§ **WORK INSTRUCTION**:
Please return every line of the records that contains the word "Bytes".

*** Block opens ***

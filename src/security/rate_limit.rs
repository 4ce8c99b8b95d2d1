//! Fixed-window rate limiting with path-based tiers.
//!
//! # Design Decisions
//! - Counters live in the shared [`KvStore`]; read-then-write, no CAS.
//!   Racing requests at the boundary may admit a few extra requests.
//! - A counter key names its window, so rollover is a new key, never a reset
//! - Keys expire after two windows to tolerate clock skew
//! - A failing counter store admits the request (fail open)

use std::sync::Arc;
use std::time::{Duration, SystemTime, UNIX_EPOCH};

use axum::http::{HeaderMap, HeaderValue};
use bytes::Bytes;

use crate::config::{RateLimitConfig, TierLimit};
use crate::observability::metrics;
use crate::store::KvStore;

pub const X_RATELIMIT_LIMIT: &str = "x-ratelimit-limit";
pub const X_RATELIMIT_REMAINING: &str = "x-ratelimit-remaining";
pub const X_RATELIMIT_RESET: &str = "x-ratelimit-reset";

#[derive(Debug, Clone, Copy, PartialEq, Eq)]
pub enum Tier {
    Default,
    Api,
    Auth,
}

impl Tier {
    pub fn as_str(&self) -> &'static str {
        match self {
            Tier::Default => "default",
            Tier::Api => "api",
            Tier::Auth => "auth",
        }
    }
}

/// Details of a rejected request.
#[derive(Debug, Clone, Copy, PartialEq, Eq)]
pub struct Rejection {
    pub tier: Tier,
    pub limit: u64,
    pub retry_after_secs: u64,
    /// Unix seconds at which the current window ends.
    pub reset_at: u64,
}

impl Rejection {
    /// Write `Retry-After` and the `X-RateLimit-*` headers.
    pub fn apply_headers(&self, headers: &mut HeaderMap) {
        headers.insert(
            axum::http::header::RETRY_AFTER,
            HeaderValue::from(self.retry_after_secs),
        );
        headers.insert(X_RATELIMIT_LIMIT, HeaderValue::from(self.limit));
        headers.insert(X_RATELIMIT_REMAINING, HeaderValue::from_static("0"));
        headers.insert(X_RATELIMIT_RESET, HeaderValue::from(self.reset_at));
    }
}

#[derive(Debug, Clone, Copy, PartialEq, Eq)]
pub enum Admission {
    Allow,
    Reject(Rejection),
}

/// Admission control backed by approximate shared counters.
pub struct RateLimiter {
    enabled: bool,
    /// Prefix rules, longest prefix first.
    rules: Vec<(String, Tier, TierLimit)>,
    default: TierLimit,
    store: Arc<dyn KvStore>,
}

impl RateLimiter {
    pub fn new(config: &RateLimitConfig, store: Arc<dyn KvStore>) -> Self {
        let mut rules = vec![
            (config.api.path_prefix.clone(), Tier::Api, config.api.limit),
            (config.auth.path_prefix.clone(), Tier::Auth, config.auth.limit),
        ];
        rules.sort_by(|a, b| b.0.len().cmp(&a.0.len()));
        Self {
            enabled: config.enabled,
            rules,
            default: config.default,
            store,
        }
    }

    /// Longest-prefix tier match for `path`.
    pub fn resolve_tier(&self, path: &str) -> (Tier, TierLimit) {
        self.rules
            .iter()
            .find(|(prefix, _, _)| path.starts_with(prefix.as_str()))
            .map(|(_, tier, limit)| (*tier, *limit))
            .unwrap_or((Tier::Default, self.default))
    }

    pub async fn admit(&self, client_identity: &str, path: &str) -> Admission {
        let now = SystemTime::now()
            .duration_since(UNIX_EPOCH)
            .unwrap_or_default()
            .as_secs();
        self.admit_at(client_identity, path, now).await
    }

    /// Same as [`RateLimiter::admit`] with an explicit clock (Unix seconds).
    pub async fn admit_at(&self, client_identity: &str, path: &str, now_secs: u64) -> Admission {
        if !self.enabled {
            return Admission::Allow;
        }
        let (tier, limit) = self.resolve_tier(path);
        let window_index = now_secs / limit.window_secs;
        let key = window_key(client_identity, tier, window_index);

        let count = match self.store.get(&key).await {
            Ok(value) => value.as_deref().and_then(parse_count).unwrap_or(0),
            Err(e) => {
                tracing::warn!(error = %e, tier = tier.as_str(), "Counter store read failed, admitting");
                return Admission::Allow;
            }
        };

        if count >= limit.max_requests {
            metrics::record_rate_limited(tier.as_str());
            tracing::warn!(client = %client_identity, tier = tier.as_str(), count, "Rate limit exceeded");
            return Admission::Reject(Rejection {
                tier,
                limit: limit.max_requests,
                retry_after_secs: limit.window_secs,
                reset_at: (window_index + 1) * limit.window_secs,
            });
        }

        let ttl = Duration::from_secs(limit.window_secs * 2);
        let next = Bytes::from((count + 1).to_string());
        if let Err(e) = self.store.put(&key, next, Some(ttl)).await {
            tracing::warn!(error = %e, tier = tier.as_str(), "Counter store write failed");
        }
        Admission::Allow
    }
}

/// Store key for one client, tier, and window.
pub fn window_key(client_identity: &str, tier: Tier, window_index: u64) -> String {
    format!("rl:{}:{}:{}", tier.as_str(), client_identity, window_index)
}

fn parse_count(raw: &[u8]) -> Option<u64> {
    std::str::from_utf8(raw).ok()?.trim().parse().ok()
}

#[cfg(test)]
mod tests {
    use super::*;
    use crate::config::TierRule;
    use crate::store::{MemoryKvStore, StoreError};
    use async_trait::async_trait;

    fn config() -> RateLimitConfig {
        RateLimitConfig {
            enabled: true,
            default: TierLimit { max_requests: 10, window_secs: 60 },
            api: TierRule {
                path_prefix: "/api/".into(),
                limit: TierLimit { max_requests: 5, window_secs: 60 },
            },
            auth: TierRule {
                path_prefix: "/api/auth/".into(),
                limit: TierLimit { max_requests: 3, window_secs: 30 },
            },
        }
    }

    fn limiter() -> RateLimiter {
        RateLimiter::new(&config(), Arc::new(MemoryKvStore::new(1024)))
    }

    #[test]
    fn test_longest_prefix_wins() {
        let limiter = limiter();
        assert_eq!(limiter.resolve_tier("/api/auth/login").0, Tier::Auth);
        assert_eq!(limiter.resolve_tier("/api/users").0, Tier::Api);
        assert_eq!(limiter.resolve_tier("/about").0, Tier::Default);
    }

    #[tokio::test]
    async fn test_limit_plus_one_is_rejected() {
        let limiter = limiter();
        let now = 1_700_000_010;
        for _ in 0..3 {
            assert_eq!(limiter.admit_at("1.2.3.4", "/api/auth/login", now).await, Admission::Allow);
        }
        match limiter.admit_at("1.2.3.4", "/api/auth/login", now).await {
            Admission::Reject(rejection) => {
                assert_eq!(rejection.tier, Tier::Auth);
                assert_eq!(rejection.limit, 3);
                assert_eq!(rejection.retry_after_secs, 30);
                assert_eq!(rejection.reset_at, (now / 30 + 1) * 30);
            }
            Admission::Allow => panic!("fourth request should be rejected"),
        }
        // Other clients and tiers are unaffected.
        assert_eq!(limiter.admit_at("5.6.7.8", "/api/auth/login", now).await, Admission::Allow);
        assert_eq!(limiter.admit_at("1.2.3.4", "/home", now).await, Admission::Allow);
    }

    #[tokio::test]
    async fn test_window_rollover_starts_fresh() {
        let limiter = limiter();
        let now = 1_700_000_000;
        for _ in 0..3 {
            limiter.admit_at("c", "/api/auth/x", now).await;
        }
        assert!(matches!(limiter.admit_at("c", "/api/auth/x", now).await, Admission::Reject(_)));
        assert_eq!(limiter.admit_at("c", "/api/auth/x", now + 30).await, Admission::Allow);
    }

    #[tokio::test]
    async fn test_disabled_always_allows() {
        let mut cfg = config();
        cfg.enabled = false;
        let limiter = RateLimiter::new(&cfg, Arc::new(MemoryKvStore::new(16)));
        for _ in 0..20 {
            assert_eq!(limiter.admit_at("c", "/api/auth/x", 0).await, Admission::Allow);
        }
    }

    struct BrokenStore;

    #[async_trait]
    impl KvStore for BrokenStore {
        async fn get(&self, _key: &str) -> Result<Option<Bytes>, StoreError> {
            Err(StoreError::Unavailable("down".into()))
        }
        async fn put(&self, _key: &str, _value: Bytes, _ttl: Option<Duration>) -> Result<(), StoreError> {
            Err(StoreError::Unavailable("down".into()))
        }
    }

    #[tokio::test]
    async fn test_store_failure_fails_open() {
        let limiter = RateLimiter::new(&config(), Arc::new(BrokenStore));
        assert_eq!(limiter.admit_at("c", "/api/auth/x", 0).await, Admission::Allow);
    }

    #[test]
    fn test_rejection_headers() {
        let mut headers = HeaderMap::new();
        Rejection {
            tier: Tier::Api,
            limit: 100,
            retry_after_secs: 60,
            reset_at: 1_700_000_040,
        }
        .apply_headers(&mut headers);
        assert_eq!(headers["retry-after"], "60");
        assert_eq!(headers[X_RATELIMIT_LIMIT], "100");
        assert_eq!(headers[X_RATELIMIT_REMAINING], "0");
        assert_eq!(headers[X_RATELIMIT_RESET], "1700000040");
    }

    #[test]
    fn test_window_key_shape() {
        assert_eq!(window_key("9.9.9.9", Tier::Api, 42), "rl:api:9.9.9.9:42");
    }
}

*** Block closes ***

§ **SOLVED EXERCISE**:
use bytes::Bytes;
        let next = Bytes::from((count + 1).to_string());
        async fn get(&self, _key: &str) -> Result<Option<Bytes>, StoreError> {
        async fn put(&self, _key: &str, _value: Bytes, _ttl: Option<Duration>) -> Result<(), StoreError> {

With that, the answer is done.